• [Task directions]: Please filter the entries for the word "unit" and copy every line that has it.

(Saved data entries)

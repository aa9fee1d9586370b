//! Shared SQL and row mapping for the trip aggregate.
//!
//! Both the reader and the repository load resolved trips through these
//! helpers so that every path returns the same shape.

use std::collections::HashMap;

use sqlx::postgres::PgRow;
use sqlx::{PgConnection, Row};

use crate::domain::foundation::{
    AccommodationId, ConditionId, DomainError, PathSegmentId, TripId,
};
use crate::domain::trip::{Accommodation, Condition, PathSegment, Trip, TripFields};

const TRIP_SELECT: &str = r#"
    SELECT t.id, t.name, t.types, t.days, t.con_id, t.acc_id,
           t.created_at, t.updated_at,
           c.id AS condition_ref, c.style AS condition_style,
           a.id AS accommodation_ref, a.name AS accommodation_name
    FROM trips t
    LEFT JOIN conditions c ON c.id = t.con_id
    LEFT JOIN accommodations a ON a.id = t.acc_id
"#;

const PATH_SELECT: &str = r#"
    SELECT id, trip_id, day, path_index, from_code, to_code, type, distance,
           activity_description, start_time, end_time
    FROM shortest_paths
    WHERE trip_id = ANY($1)
    ORDER BY trip_id, day, path_index, id
"#;

pub(super) fn db_error(context: &'static str) -> impl FnOnce(sqlx::Error) -> DomainError {
    move |e| DomainError::database(format!("{}: {}", context, e))
}

/// Loads one resolved trip on the given connection.
pub(super) async fn load_trip(
    conn: &mut PgConnection,
    id: &TripId,
) -> Result<Option<Trip>, DomainError> {
    let query = format!("{} WHERE t.id = $1", TRIP_SELECT);
    let row = sqlx::query(&query)
        .bind(id.as_i64())
        .fetch_optional(&mut *conn)
        .await
        .map_err(db_error("Failed to fetch trip"))?;

    let Some(row) = row else {
        return Ok(None);
    };

    let paths = load_paths(conn, &[id.as_i64()]).await?;
    let mut trips = assemble(vec![row], paths)?;
    Ok(trips.pop())
}

/// Loads every resolved trip on the given connection, ordered by id.
pub(super) async fn load_all_trips(conn: &mut PgConnection) -> Result<Vec<Trip>, DomainError> {
    let query = format!("{} ORDER BY t.id", TRIP_SELECT);
    let rows = sqlx::query(&query)
        .fetch_all(&mut *conn)
        .await
        .map_err(db_error("Failed to fetch trips"))?;

    if rows.is_empty() {
        return Ok(Vec::new());
    }

    let ids = rows
        .iter()
        .map(|row| row.try_get::<i64, _>("id"))
        .collect::<Result<Vec<_>, _>>()
        .map_err(db_error("Failed to get id"))?;

    let paths = load_paths(conn, &ids).await?;
    assemble(rows, paths)
}

async fn load_paths(
    conn: &mut PgConnection,
    trip_ids: &[i64],
) -> Result<Vec<PathSegment>, DomainError> {
    let rows = sqlx::query(PATH_SELECT)
        .bind(trip_ids)
        .fetch_all(&mut *conn)
        .await
        .map_err(db_error("Failed to fetch trip paths"))?;

    rows.into_iter().map(row_to_path_segment).collect()
}

fn assemble(rows: Vec<PgRow>, paths: Vec<PathSegment>) -> Result<Vec<Trip>, DomainError> {
    let mut grouped = group_by_trip(paths);
    rows.into_iter()
        .map(|row| {
            let id: i64 = row.try_get("id").map_err(db_error("Failed to get id"))?;
            let paths = grouped.remove(&id).unwrap_or_default();
            row_to_trip(row, paths)
        })
        .collect()
}

/// Buckets segments by owning trip, preserving their relative order.
pub(super) fn group_by_trip(paths: Vec<PathSegment>) -> HashMap<i64, Vec<PathSegment>> {
    let mut grouped: HashMap<i64, Vec<PathSegment>> = HashMap::new();
    for path in paths {
        grouped.entry(path.trip_id.as_i64()).or_default().push(path);
    }
    grouped
}

fn row_to_trip(row: PgRow, paths: Vec<PathSegment>) -> Result<Trip, DomainError> {
    let id: i64 = row.try_get("id").map_err(db_error("Failed to get id"))?;
    let name: String = row.try_get("name").map_err(db_error("Failed to get name"))?;
    let trip_type: String = row.try_get("types").map_err(db_error("Failed to get types"))?;
    let days: i32 = row.try_get("days").map_err(db_error("Failed to get days"))?;
    let con_id: Option<i64> = row.try_get("con_id").map_err(db_error("Failed to get con_id"))?;
    let acc_id: Option<i64> = row.try_get("acc_id").map_err(db_error("Failed to get acc_id"))?;
    let created_at: chrono::DateTime<chrono::Utc> = row
        .try_get("created_at")
        .map_err(db_error("Failed to get created_at"))?;
    let updated_at: chrono::DateTime<chrono::Utc> = row
        .try_get("updated_at")
        .map_err(db_error("Failed to get updated_at"))?;

    let condition_ref: Option<i64> = row
        .try_get("condition_ref")
        .map_err(db_error("Failed to get condition"))?;
    let condition_style: Option<String> = row
        .try_get("condition_style")
        .map_err(db_error("Failed to get condition style"))?;
    let accommodation_ref: Option<i64> = row
        .try_get("accommodation_ref")
        .map_err(db_error("Failed to get accommodation"))?;
    let accommodation_name: Option<String> = row
        .try_get("accommodation_name")
        .map_err(db_error("Failed to get accommodation name"))?;

    let days = u32::try_from(days)
        .map_err(|_| DomainError::database(format!("Invalid days for trip {}: {}", id, days)))?;

    let fields = TripFields {
        name,
        trip_type,
        days,
        condition_id: con_id.map(ConditionId::new),
        accommodation_id: acc_id.map(AccommodationId::new),
    };

    let condition = condition_ref.map(|cid| Condition {
        id: ConditionId::new(cid),
        style: condition_style.unwrap_or_default(),
    });
    let accommodation = accommodation_ref.map(|aid| Accommodation {
        id: AccommodationId::new(aid),
        name: accommodation_name.unwrap_or_default(),
    });

    Ok(Trip::reconstitute(
        TripId::new(id),
        fields,
        condition,
        accommodation,
        paths,
        created_at,
        updated_at,
    ))
}

fn row_to_path_segment(row: PgRow) -> Result<PathSegment, DomainError> {
    Ok(PathSegment {
        id: PathSegmentId::new(row.try_get("id").map_err(db_error("Failed to get path id"))?),
        trip_id: TripId::new(
            row.try_get("trip_id")
                .map_err(db_error("Failed to get trip_id"))?,
        ),
        day: row.try_get("day").map_err(db_error("Failed to get day"))?,
        path_index: row
            .try_get("path_index")
            .map_err(db_error("Failed to get path_index"))?,
        from_code: row
            .try_get("from_code")
            .map_err(db_error("Failed to get from_code"))?,
        to_code: row
            .try_get("to_code")
            .map_err(db_error("Failed to get to_code"))?,
        kind: row.try_get("type").map_err(db_error("Failed to get type"))?,
        distance: row
            .try_get("distance")
            .map_err(db_error("Failed to get distance"))?,
        activity_description: row
            .try_get("activity_description")
            .map_err(db_error("Failed to get activity_description"))?,
        start_time: row
            .try_get("start_time")
            .map_err(db_error("Failed to get start_time"))?,
        end_time: row
            .try_get("end_time")
            .map_err(db_error("Failed to get end_time"))?,
    })
}

#[cfg(test)]
mod tests {
    use super::*;

    fn segment(id: i64, trip_id: i64, day: i32, path_index: i32) -> PathSegment {
        PathSegment {
            id: PathSegmentId::new(id),
            trip_id: TripId::new(trip_id),
            day,
            path_index,
            from_code: String::new(),
            to_code: String::new(),
            kind: String::new(),
            distance: 0.0,
            activity_description: String::new(),
            start_time: String::new(),
            end_time: String::new(),
        }
    }

    #[test]
    fn group_by_trip_buckets_and_keeps_order() {
        let grouped = group_by_trip(vec![
            segment(1, 10, 1, 1),
            segment(2, 11, 1, 1),
            segment(3, 10, 1, 2),
        ]);

        let ids: Vec<i64> = grouped[&10].iter().map(|p| p.id.as_i64()).collect();
        assert_eq!(ids, vec![1, 3]);
        assert_eq!(grouped[&11].len(), 1);
    }

    #[test]
    fn group_by_trip_of_nothing_is_empty() {
        assert!(group_by_trip(Vec::new()).is_empty());
    }

    #[test]
    fn db_error_prefixes_context() {
        let err = db_error("Failed to fetch trip")(sqlx::Error::RowNotFound);
        assert!(err.message.starts_with("Failed to fetch trip: "));
    }
}
//! Trip repository port (write side).
//!
//! Defines the contract for persisting Trip aggregates.
//!
//! # Design
//!
//! - **Root-only writes**: create and update touch the trip row only;
//!   conditions, accommodations and path segments are never written here
//! - **Aggregate delete**: deleting a trip removes its path segments first,
//!   within one atomic unit

use crate::domain::foundation::{DomainError, TripId};
use crate::domain::trip::{Trip, TripFields};
use async_trait::async_trait;

/// Repository port for Trip aggregate persistence.
#[async_trait]
pub trait TripRepository: Send + Sync {
    /// Insert a new trip and return it with its store-assigned id.
    ///
    /// Condition and accommodation ids are stored as given, without an
    /// existence check.
    ///
    /// # Errors
    ///
    /// - `DatabaseError` on persistence failure
    async fn create(&self, fields: &TripFields) -> Result<Trip, DomainError>;

    /// Replace name, type, days and both references of an existing trip.
    ///
    /// Path segments are left untouched. Returns the reloaded aggregate.
    ///
    /// # Errors
    ///
    /// - `TripNotFound` if no trip has this id
    /// - `DatabaseError` on persistence failure
    async fn update(&self, id: &TripId, fields: &TripFields) -> Result<Trip, DomainError>;

    /// Delete a trip and every path segment it owns.
    ///
    /// Deleting an id with no trip succeeds.
    ///
    /// # Errors
    ///
    /// - `PathDeleteFailed` if the segment delete fails (trip is kept)
    /// - `TripDeleteFailed` if the trip delete fails (segments are restored)
    /// - `DatabaseError` if the unit of work cannot begin or commit
    async fn delete(&self, id: &TripId) -> Result<(), DomainError>;
}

• [Reply to the task]:
//!   within one atomic unit
    /// - `DatabaseError` if the unit of work cannot begin or commit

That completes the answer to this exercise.